Im doing a show right now, and I want to use a drop hung right behind the Grand curtain. The actors on stage will be lit from the back so that their shadows are cast on the drop. Then, It would need to be released from the top and fall to the stage. The theater I'm using does not have flyspace, but we do have a catwalk which is exactly where i would want the drop to be hung. 

Any suggestions on how I could make the curtain drop?

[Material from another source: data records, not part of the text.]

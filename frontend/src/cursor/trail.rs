use super::engine::CursorPhase;
use crate::config::CursorConfig;

#[derive(Debug, Clone, Copy, PartialEq, Default)]
pub struct Point {
    pub x: f64,
    pub y: f64,
}

impl Point {
    pub const fn new(x: f64, y: f64) -> Self {
        Self { x, y }
    }

    /// Moves `t` of the way toward `target`.
    pub fn lerp(self, target: Point, t: f64) -> Point {
        Point {
            x: self.x + (target.x - self.x) * t,
            y: self.y + (target.y - self.y) * t,
        }
    }
}

#[derive(Debug, Clone, Copy, PartialEq, Eq)]
pub struct Rgb {
    pub r: u8,
    pub g: u8,
    pub b: u8,
}

impl Rgb {
    pub const fn new(r: u8, g: u8, b: u8) -> Self {
        Self { r, g, b }
    }

    fn mix(self, other: Rgb, t: f64) -> [f64; 3] {
        let channel = |a: u8, b: u8| f64::from(a) + (f64::from(b) - f64::from(a)) * t;
        [
            channel(self.r, other.r),
            channel(self.g, other.g),
            channel(self.b, other.b),
        ]
    }
}

/// One drawable piece of the trail between two neighbouring points.
#[derive(Debug, Clone, Copy, PartialEq)]
pub struct Segment {
    pub from: Point,
    pub to: Point,
    pub color: [f64; 3],
    pub alpha: f64,
    pub width: f64,
}

impl Segment {
    pub fn css_color(&self) -> String {
        format!(
            "rgba({:.0}, {:.0}, {:.0}, {:.3})",
            self.color[0], self.color[1], self.color[2], self.alpha
        )
    }
}

/// Fixed-length chain of points lagging behind the pointer.
///
/// The length never changes after construction; every step produces a new
/// trail with the same number of points.
#[derive(Debug, Clone, PartialEq)]
pub struct Trail {
    points: Vec<Point>,
}

impl Trail {
    pub fn new(length: usize, at: Point) -> Self {
        Self {
            points: vec![at; length],
        }
    }

    pub fn len(&self) -> usize {
        self.points.len()
    }

    pub fn is_empty(&self) -> bool {
        self.points.is_empty()
    }

    pub fn points(&self) -> &[Point] {
        &self.points
    }

    /// Every point moved onto `at`, no easing.
    pub fn collapsed(&self, at: Point) -> Trail {
        Trail::new(self.len(), at)
    }

    /// Head eases toward the pointer, each follower toward the already
    /// moved point in front of it.
    pub fn eased(&self, pointer: Point, head_easing: f64, follow_easing: f64) -> Trail {
        let mut points = Vec::with_capacity(self.len());
        let mut leader = pointer;
        let mut easing = head_easing;
        for point in &self.points {
            let next = point.lerp(leader, easing);
            points.push(next);
            leader = next;
            easing = follow_easing;
        }
        Trail { points }
    }

    /// One animation frame of the trail.
    pub fn step(&self, pointer: Point, phase: CursorPhase, config: &CursorConfig) -> Trail {
        match phase {
            CursorPhase::Tracking => self.eased(pointer, config.head_easing, config.follow_easing),
            CursorPhase::Snapped | CursorPhase::Hidden => self.collapsed(pointer),
        }
    }

    /// Segments from head to tail. Color runs from `start_color` on the first
    /// segment to `end_color` on the last; width and opacity taper to zero.
    pub fn segments<'a>(&'a self, config: &'a CursorConfig) -> impl Iterator<Item = Segment> + 'a {
        let count = self.points.len().saturating_sub(1);
        let last = count.saturating_sub(1).max(1) as f64;
        self.points.windows(2).enumerate().map(move |(index, pair)| {
            let progress = if count > 1 { index as f64 / last } else { 0.0 };
            Segment {
                from: pair[0],
                to: pair[1],
                color: config.start_color.mix(config.end_color, progress),
                alpha: 1.0 - progress,
                width: config.max_line_width * (1.0 - progress),
            }
        })
    }
}
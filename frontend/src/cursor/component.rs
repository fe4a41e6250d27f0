use std::cell::RefCell;
use std::rc::Rc;

use gloo_events::{EventListener, EventListenerOptions, EventListenerPhase};
use log::{debug, info};
use wasm_bindgen::{JsCast, JsValue};
use web_sys::{CanvasRenderingContext2d, Element, Event, HtmlCanvasElement, HtmlElement, MouseEvent};
use yew::prelude::*;

use super::engine::{CursorEngine, CursorPhase, DotFrame};
use super::hover::{HoverPolicy, Rect};
use super::trail::Point;
use crate::config::{self, CursorConfig};
use crate::dom::{canvas_2d, fit_canvas_to_window, FrameLoop};

/// Used for the first frame, before there is a previous timestamp.
const FIRST_FRAME_SECS: f64 = 1.0 / 60.0;

/// Everything the cursor installed on the page. Dropping it removes the
/// listeners, cancels the frame loop and gives the system pointer back.
struct CursorRuntime {
    _listeners: Vec<EventListener>,
    _frames: FrameLoop,
    hidden_system_cursor: Option<HtmlElement>,
}

impl CursorRuntime {
    fn mount(
        canvas_ref: NodeRef,
        dot_ref: NodeRef,
        config: CursorConfig,
        policy: HoverPolicy,
    ) -> Option<Self> {
        let window = web_sys::window()?;
        let document = window.document()?;
        let engine = Rc::new(RefCell::new(CursorEngine::new(config)));

        let is_desktop = window
            .match_media(config::DESKTOP_QUERY)
            .ok()
            .flatten()
            .map_or(false, |query| query.matches());
        let hidden_system_cursor = document.body().filter(|_| is_desktop).map(|body| {
            let _ = body.style().set_property("cursor", "none");
            body
        });

        if let Some(canvas) = canvas_ref.cast::<HtmlCanvasElement>() {
            fit_canvas_to_window(&canvas);
        }

        let mut listeners = Vec::new();
        {
            let engine = engine.clone();
            listeners.push(EventListener::new(&window, "mousemove", move |event: &Event| {
                if let Some(at) = client_point(event) {
                    engine.borrow_mut().pointer_moved(at);
                }
            }));
        }
        {
            let engine = engine.clone();
            listeners.push(EventListener::new_with_options(
                &document,
                "mouseover",
                EventListenerOptions {
                    phase: EventListenerPhase::Capture,
                    passive: true,
                },
                move |event: &Event| {
                    let target = event
                        .target()
                        .and_then(|target| target.dyn_into::<Element>().ok())
                        .and_then(|element| interactive_ancestor(element, &policy))
                        .map(|element| bounding_rect(&element));
                    engine.borrow_mut().pointer_over(target);
                },
            ));
        }
        {
            let engine = engine.clone();
            listeners.push(EventListener::new(&document, "mouseleave", move |_| {
                engine.borrow_mut().pointer_left();
            }));
        }
        {
            let engine = engine.clone();
            listeners.push(EventListener::new(&document, "mouseenter", move |event: &Event| {
                if let Some(at) = client_point(event) {
                    engine.borrow_mut().pointer_entered(at);
                }
            }));
        }
        {
            let canvas_ref = canvas_ref.clone();
            listeners.push(EventListener::new(&window, "resize", move |_| {
                if let Some(canvas) = canvas_ref.cast::<HtmlCanvasElement>() {
                    fit_canvas_to_window(&canvas);
                }
            }));
        }

        let mut last_timestamp: Option<f64> = None;
        let frames = FrameLoop::start(move |timestamp| {
            let dt = last_timestamp
                .map(|last| (timestamp - last) / 1000.0)
                .unwrap_or(FIRST_FRAME_SECS);
            last_timestamp = Some(timestamp);

            let mut engine = engine.borrow_mut();
            let dot = engine.frame(dt);
            if let Some(canvas) = canvas_ref.cast::<HtmlCanvasElement>() {
                // No 2d context means nothing to draw on, not an error.
                if let Some(context) = canvas_2d(&canvas) {
                    draw_trail(&context, &canvas, &engine);
                }
            }
            if let Some(element) = dot_ref.cast::<HtmlElement>() {
                style_dot(&element, &dot);
            }
            true
        });

        info!("Cursor mounted (desktop: {})", is_desktop);
        Some(Self {
            _listeners: listeners,
            _frames: frames,
            hidden_system_cursor,
        })
    }
}

impl Drop for CursorRuntime {
    fn drop(&mut self) {
        if let Some(body) = &self.hidden_system_cursor {
            let _ = body.style().set_property("cursor", "auto");
        }
        debug!("Cursor torn down");
    }
}

fn client_point(event: &Event) -> Option<Point> {
    event
        .dyn_ref::<MouseEvent>()
        .map(|mouse| Point::new(f64::from(mouse.client_x()), f64::from(mouse.client_y())))
}

/// Walks from `element` up through its ancestors to the first one the policy accepts.
fn interactive_ancestor(element: Element, policy: &HoverPolicy) -> Option<Element> {
    let mut chain = Vec::new();
    let mut current = Some(element);
    while let Some(element) = current {
        current = element.parent_element();
        let tag_name = element.tag_name();
        let role = element.get_attribute("role");
        chain.push((element, tag_name, role));
    }
    let index = policy.first_match(
        chain
            .iter()
            .map(|(_, tag_name, role)| (tag_name.as_str(), role.as_deref())),
    )?;
    chain.into_iter().nth(index).map(|(element, _, _)| element)
}

fn bounding_rect(element: &Element) -> Rect {
    let rect = element.get_bounding_client_rect();
    Rect {
        left: rect.left(),
        top: rect.top(),
        width: rect.width(),
        height: rect.height(),
    }
}

fn draw_trail(context: &CanvasRenderingContext2d, canvas: &HtmlCanvasElement, engine: &CursorEngine) {
    context.clear_rect(0.0, 0.0, f64::from(canvas.width()), f64::from(canvas.height()));
    if engine.phase() != CursorPhase::Tracking {
        return;
    }

    context.set_line_cap("round");
    context.set_line_join("round");
    for segment in engine.trail().segments(engine.config()) {
        context.begin_path();
        context.move_to(segment.from.x, segment.from.y);
        context.line_to(segment.to.x, segment.to.y);
        context.set_stroke_style(&JsValue::from_str(&segment.css_color()));
        context.set_line_width(segment.width);
        context.stroke();
    }
}

fn style_dot(element: &HtmlElement, dot: &DotFrame) {
    let style = element.style();
    let _ = style.set_property(
        "transform",
        &format!(
            "translate3d({:.2}px, {:.2}px, 0) translate(-50%, -50%)",
            dot.position.x, dot.position.y
        ),
    );
    let _ = style.set_property("width", &format!("{:.2}px", dot.size));
    let _ = style.set_property("height", &format!("{:.2}px", dot.size));
    let _ = style.set_property(
        "background-color",
        &format!("rgba(255, 255, 255, {:.3})", dot.fill),
    );
    let _ = style.set_property(
        "border",
        if dot.fill < 1.0 {
            "1px solid white"
        } else {
            "0px solid white"
        },
    );
    let _ = style.set_property("opacity", if dot.visible { "1" } else { "0" });
}

#[derive(Properties, PartialEq, Default)]
pub struct CursorProps {
    #[prop_or_default]
    pub policy: HoverPolicy,
}

/// Canvas trail plus magnetic dot that replace the system pointer.
#[function_component(Cursor)]
pub fn cursor(props: &CursorProps) -> Html {
    let canvas_ref = use_node_ref();
    let dot_ref = use_node_ref();

    {
        let canvas_ref = canvas_ref.clone();
        let dot_ref = dot_ref.clone();
        use_effect_with_deps(
            move |policy: &HoverPolicy| {
                let runtime =
                    CursorRuntime::mount(canvas_ref, dot_ref, CursorConfig::default(), policy.clone());
                move || drop(runtime)
            },
            props.policy.clone(),
        );
    }

    html! {
        <>
            <canvas ref={canvas_ref} class="cursor-trail" aria-hidden="true" />
            <div ref={dot_ref} class="cursor-dot" aria-hidden="true" />
        </>
    }
}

Also, which fabric should I use for the drop? I dont want it to become transparent when lit from behind, I only want the shadows to be visible. also preferably lightweight so it falls nicely and can be dragged off easily. I'm on a strict budget so I would perfer the cheapest, but any ideas are greatly appreciated.


----------



## derekleffew (Nov 27, 2007)

Do a search for "kabuki drop." Here's one link to a movie. "China silk" is one fabric often used.


----------



## Van (Nov 27, 2007)

Tricot is another favorite fabric of mine, and often much cheaper than silk.


----------



## sound_nerd (Nov 28, 2007)

We've had a lot of bands come through with tear away velcro drops. There is a strip of velcro sewn to a section of burlap (much like the top of a drape) with grommets and tie. Then, there is a mating piece of velcro also featuring grommets and tie. Tie the first to the pipe, tie the second to the drape, then stick together. Takes two people to do a quick drop with it, or one guy if you can deal with having someone walk across the deck.


----------



## len (Nov 28, 2007)

Kabukis can be fairly easily made, with solenoids, metal channel, etc. It's a fairly simple design if you have people who have those kinds of mfg. skills.


----------



## sloop (Nov 28, 2007)

There are a couple of simple cheap shop ways to do this. 

One--using tie line you rig your batten with a ring/pins at every tie point that hold the drop. The rings are then all tied to a single pull line. the trick is to get the same tension on all ring pulls. 

You pull the one line and it pulls the pins out dropping the drop. I have done this, it works but you have to be meticulous getting the drop set every time. 

The second requires 1x4, and headless nails or screws with the heads removed. You make up a folding unit as wide as the drop using 1x4's and hinge them like a book setting on it's spine. One flap will flip down. You angle in nails/screws at the tie points. Rig latches on the boards so when they are tripped the board with the nails flips down dropping the drop. You can rig the latches with a pull line using pins again. 

The beauty of these methods, it requires only one operator and if the line is routed to the floor you can trip it from there. The other is the entire drop comes loose at the same time which prevents any tension or side pulls on the support unit or the drop.


----------



## MaddMaxx (Aug 21, 2009)

Answer using 1x's hinged - piano hinges -and "pins" is best! I have used this method many times. Consider ordering "lightweight white poly muslin" from Chicago Canvas. Can't see through, but is a great shadow screen, lightweight, and cheap= under $5 a yrd at 10' width. I have used it for shadow puppets and rear projection effectively.


----------